Also see the SMHS Simulation Primer.

3.4 `R` Debugging

Most programs that give incorrect results are impacted by logical errors. When errors (bugs, exceptions) occur, we need to explore deeper – this procedure to identify and fix bugs is “debugging”.

R tools for debugging: traceback(), debug() browser() trace() recover()

traceback(): Failing R functions report to the screen immediately the run-time errors. Calling traceback() shows the place where the error occurred. The traceback() function prints the list of functions that were called before the error occurred. The stacked function calls are printed in reverse order.

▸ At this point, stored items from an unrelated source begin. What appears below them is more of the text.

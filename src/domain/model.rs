use serde::{Deserialize, Serialize};
use std::fmt;

/// 原始權重代碼：0 = 無權重，1-100 = 百分比，101 以上 = 分數表索引
#[derive(Debug, Clone, Copy, PartialEq, Eq, Hash, Serialize, Deserialize)]
#[serde(transparent)]
pub struct WeightCode(pub i64);

impl WeightCode {
    /// 第一個指向分數表的代碼 (101 -> 索引 0)
    pub const FIRST_TABLE_CODE: i64 = 101;

    pub fn value(self) -> i64 {
        self.0
    }
}

impl fmt::Display for WeightCode {
    fn fmt(&self, f: &mut fmt::Formatter<'_>) -> fmt::Result {
        write!(f, "{}", self.0)
    }
}

/// 精確分數 (numerator, denominator)，分母 >= 1
#[derive(Debug, Clone, Copy, PartialEq, Eq, Serialize, Deserialize)]
pub struct ResolvedFraction {
    pub numerator: u32,
    pub denominator: u32,
}

impl ResolvedFraction {
    pub const ZERO: ResolvedFraction = ResolvedFraction {
        numerator: 0,
        denominator: 1,
    };

    pub fn new(numerator: u32, denominator: u32) -> Self {
        Self {
            numerator,
            denominator,
        }
    }
}

impl fmt::Display for ResolvedFraction {
    fn fmt(&self, f: &mut fmt::Formatter<'_>) -> fmt::Result {
        write!(f, "{}/{}", self.numerator, self.denominator)
    }
}

#[derive(Debug, Clone, Copy, PartialEq, Eq, Hash, Serialize, Deserialize)]
#[serde(rename_all = "kebab-case")]
#[cfg_attr(feature = "cli", derive(clap::ValueEnum))]
pub enum Mode {
    /// 第二項為第一項的補數 (HAVO: ED4 + ED5)
    TwoTerm,
    /// 兩個獨立項，第三項為補數 (VWO: ED4 + ED5 + ED6)
    ThreeTerm,
}

/// 組合後的權重：公分母與三個分子
#[derive(Debug, Clone, Copy, PartialEq, Eq, Serialize, Deserialize)]
pub struct CombinedWeighting {
    pub mode: Mode,
    pub denominator: u64,
    pub numerators: [u64; 3],
}

impl CombinedWeighting {
    pub const TERM_LABELS: [&'static str; 3] = ["ED4", "ED5", "ED6"];

    /// 分母為 1 表示全部權重落在單一項，沒有需要說明的計算
    pub fn is_trivial(&self) -> bool {
        self.denominator == 1
    }

    pub fn numerator_sum(&self) -> u64 {
        self.numerators.iter().sum()
    }

    /// 例如 `(2x ED4 + 3x ED5) / 5`，省略分子為 0 的項
    pub fn formula(&self) -> String {
        let terms: Vec<String> = self
            .numerators
            .iter()
            .zip(Self::TERM_LABELS)
            .filter(|(numerator, _)| **numerator != 0)
            .map(|(numerator, label)| format!("{}x {}", numerator, label))
            .collect();

        format!("({}) / {}", terms.join(" + "), self.denominator)
    }
}

impl fmt::Display for CombinedWeighting {
    fn fmt(&self, f: &mut fmt::Formatter<'_>) -> fmt::Result {
        let [first, second, third] = self.numerators;
        write!(f, "{}/{}/{}/{}", self.denominator, first, second, third)
    }
}

/// 學年 (klas)，數值與匯出 API 使用的 id 相同
#[derive(Debug, Clone, Copy, PartialEq, Eq, Hash, Serialize, Deserialize)]
#[serde(rename_all = "snake_case")]
pub enum Leerjaar {
    Havo4,
    Havo5,
    Vwo3,
    Vwo4,
    Vwo5,
    Vwo6,
    OverstappersVwo5,
    OverstappersVwo6,
}

impl Leerjaar {
    pub const ALL: [Leerjaar; 8] = [
        Leerjaar::Havo4,
        Leerjaar::Havo5,
        Leerjaar::Vwo3,
        Leerjaar::Vwo4,
        Leerjaar::Vwo5,
        Leerjaar::Vwo6,
        Leerjaar::OverstappersVwo5,
        Leerjaar::OverstappersVwo6,
    ];

    pub fn id(self) -> u8 {
        match self {
            Leerjaar::Havo4 => 1,
            Leerjaar::Havo5 => 2,
            Leerjaar::Vwo4 => 3,
            Leerjaar::Vwo5 => 4,
            Leerjaar::Vwo6 => 5,
            Leerjaar::OverstappersVwo5 => 6,
            Leerjaar::OverstappersVwo6 => 7,
            Leerjaar::Vwo3 => 16,
        }
    }

    pub fn from_id(id: u8) -> Option<Self> {
        Self::ALL.into_iter().find(|leerjaar| leerjaar.id() == id)
    }

    pub fn label(self) -> &'static str {
        match self {
            Leerjaar::Havo4 => "4 Havo",
            Leerjaar::Havo5 => "5 Havo",
            Leerjaar::Vwo3 => "3 VWO",
            Leerjaar::Vwo4 => "4 VWO",
            Leerjaar::Vwo5 => "5 VWO",
            Leerjaar::Vwo6 => "6 VWO",
            Leerjaar::OverstappersVwo5 => "overstappers VWO 5",
            Leerjaar::OverstappersVwo6 => "overstappers VWO 6",
        }
    }

    /// 需要合併前幾年成績的學年才有 SE 權重模式
    pub fn weighting_mode(self) -> Option<Mode> {
        match self {
            Leerjaar::Havo5 => Some(Mode::TwoTerm),
            Leerjaar::Vwo5 | Leerjaar::Vwo6 => Some(Mode::ThreeTerm),
            _ => None,
        }
    }

    /// 這些學年只顯示單一權重標籤，不顯示 SE 計算公式
    pub fn uses_simple_weighting(self) -> bool {
        matches!(
            self,
            Leerjaar::Vwo3 | Leerjaar::Vwo4 | Leerjaar::Havo4 | Leerjaar::Vwo5
        )
    }
}

impl fmt::Display for Leerjaar {
    fn fmt(&self, f: &mut fmt::Formatter<'_>) -> fmt::Result {
        f.write_str(self.label())
    }
}

/// 分數表：代碼 101 對應索引 0
#[derive(Debug, Clone, PartialEq, Eq, Serialize, Deserialize)]
#[serde(transparent)]
pub struct FractionTable {
    entries: Vec<String>,
}

impl FractionTable {
    pub const STANDARD_ENTRIES: [&'static str; 12] = [
        "1/3", "2/3", "1/6", "5/6", "1/8", "3/8", "5/8", "7/8", "1/12", "5/12", "7/12", "11/12",
    ];

    pub fn new(entries: Vec<String>) -> Self {
        Self { entries }
    }

    pub fn entries(&self) -> &[String] {
        &self.entries
    }

    pub fn len(&self) -> usize {
        self.entries.len()
    }

    pub fn is_empty(&self) -> bool {
        self.entries.is_empty()
    }
}

impl Default for FractionTable {
    fn default() -> Self {
        Self::new(
            Self::STANDARD_ENTRIES
                .iter()
                .map(|entry| entry.to_string())
                .collect(),
        )
    }
}

/// 匯出請求：年度與學年
#[derive(Debug, Clone, Copy, PartialEq, Eq)]
pub struct ExportRequest {
    pub jaar: i32,
    pub klas: Leerjaar,
}

impl ExportRequest {
    pub fn filename(&self) -> String {
        format!("export-{}-{}.docx", self.jaar, self.klas.id())
    }

    pub fn form_params(&self) -> [(&'static str, String); 2] {
        [
            ("jaar", self.jaar.to_string()),
            ("klas", self.klas.id().to_string()),
        ]
    }
}

#[derive(Debug, Clone)]
pub struct ExportDocument {
    pub filename: String,
    pub content_type: Option<String>,
    pub bytes: Vec<u8>,
}

#[cfg(test)]
mod tests {
    use super::*;

    #[test]
    fn test_combined_weighting_display_always_has_four_fields() {
        let weighting = CombinedWeighting {
            mode: Mode::TwoTerm,
            denominator: 5,
            numerators: [2, 3, 0],
        };
        assert_eq!(weighting.to_string(), "5/2/3/0");
    }

    #[test]
    fn test_formula_skips_zero_terms() {
        let two_term = CombinedWeighting {
            mode: Mode::TwoTerm,
            denominator: 5,
            numerators: [2, 3, 0],
        };
        assert_eq!(two_term.formula(), "(2x ED4 + 3x ED5) / 5");

        let three_term = CombinedWeighting {
            mode: Mode::ThreeTerm,
            denominator: 6,
            numerators: [1, 0, 5],
        };
        assert_eq!(three_term.formula(), "(1x ED4 + 5x ED6) / 6");
    }

    #[test]
    fn test_leerjaar_ids_round_trip() {
        for leerjaar in Leerjaar::ALL {
            assert_eq!(Leerjaar::from_id(leerjaar.id()), Some(leerjaar));
        }
        assert_eq!(Leerjaar::from_id(0), None);
        assert_eq!(Leerjaar::from_id(8), None);
    }

    #[test]
    fn test_leerjaar_weighting_mode() {
        assert_eq!(Leerjaar::Havo5.weighting_mode(), Some(Mode::TwoTerm));
        assert_eq!(Leerjaar::Vwo6.weighting_mode(), Some(Mode::ThreeTerm));
        assert_eq!(Leerjaar::Havo4.weighting_mode(), None);
        assert_eq!(Leerjaar::OverstappersVwo6.weighting_mode(), None);
    }

    #[test]
    fn test_default_table_matches_standard_entries() {
        let table = FractionTable::default();
        assert_eq!(table.len(), 12);
        assert_eq!(table.entries()[0], "1/3");
        assert_eq!(table.entries()[11], "11/12");
    }

    #[test]
    fn test_export_request_filename() {
        let request = ExportRequest {
            jaar: 2019,
            klas: Leerjaar::Havo4,
        };
        assert_eq!(request.filename(), "export-2019-1.docx");
        assert_eq!(request.form_params()[1], ("klas", "1".to_string()));
    }
}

f1 <- function(x) { r<- x-g1(x); `R` }

g1 <- function(y) { r<-y*h1(y); `R` }

h1 <- function(z) { r<-log(z); if(r<10) r^2 else   r^3}

f1(-1)

## Warning in log(z): NaNs produced

## Error in if (r < 10) r^2 else r^3: missing value where TRUE/FALSE needed

traceback()   
3:  h(y)

## Error in h(y): could not find function "h"

2: g(x)

## Error in g(x): could not find function "g"

1: f(-1)

## Error in f(-1): could not find function "f"

debug() - traceback() does not tell you where the error is. To find out which line causes the error, we may step through the function using debug().

debug(foo) flags the function foo() for debugging. undebug(foo) unflags the function. When a function is flagged for debugging, each statement in the function is executed one at a time. After a statement is executed, the function suspends and the user can interact with the R shell. This allows us to inspect a function line-by-line.

Example: compute sum of squared error SS.

## compute sum of squares   
SS <- function(mu, x) { 
  d<-x-mu; 
  d2<-d^2; 
  ss<-sum(d2);  
  ss 
}  
set.seed(100);  
x<-rnorm(100); 
SS(1, x)

## to debug  
debug(SS); SS(1, x)

## debugging in: SS(1, x)
## debug: {
##     d <- x - mu
##     d2 <- d^2
##     ss <- sum(d2)
##     ss
## }
## debug: d <- x - mu
## debug: d2 <- d^2
## debug: ss <- sum(d2)
## debug: ss
## exiting from: SS(1, x)

## [1] 202.5615

In the debugging shell (“Browse[1]>”), users can:

Enter n (next) executes the current line and prints the next one;
Typing c (continue) executes the rest of the function without stopping;
Enter Q quits the debugging;
Enter ls() list all objects in the local environment;
Enter an object name or print(
) tells the current value of an object.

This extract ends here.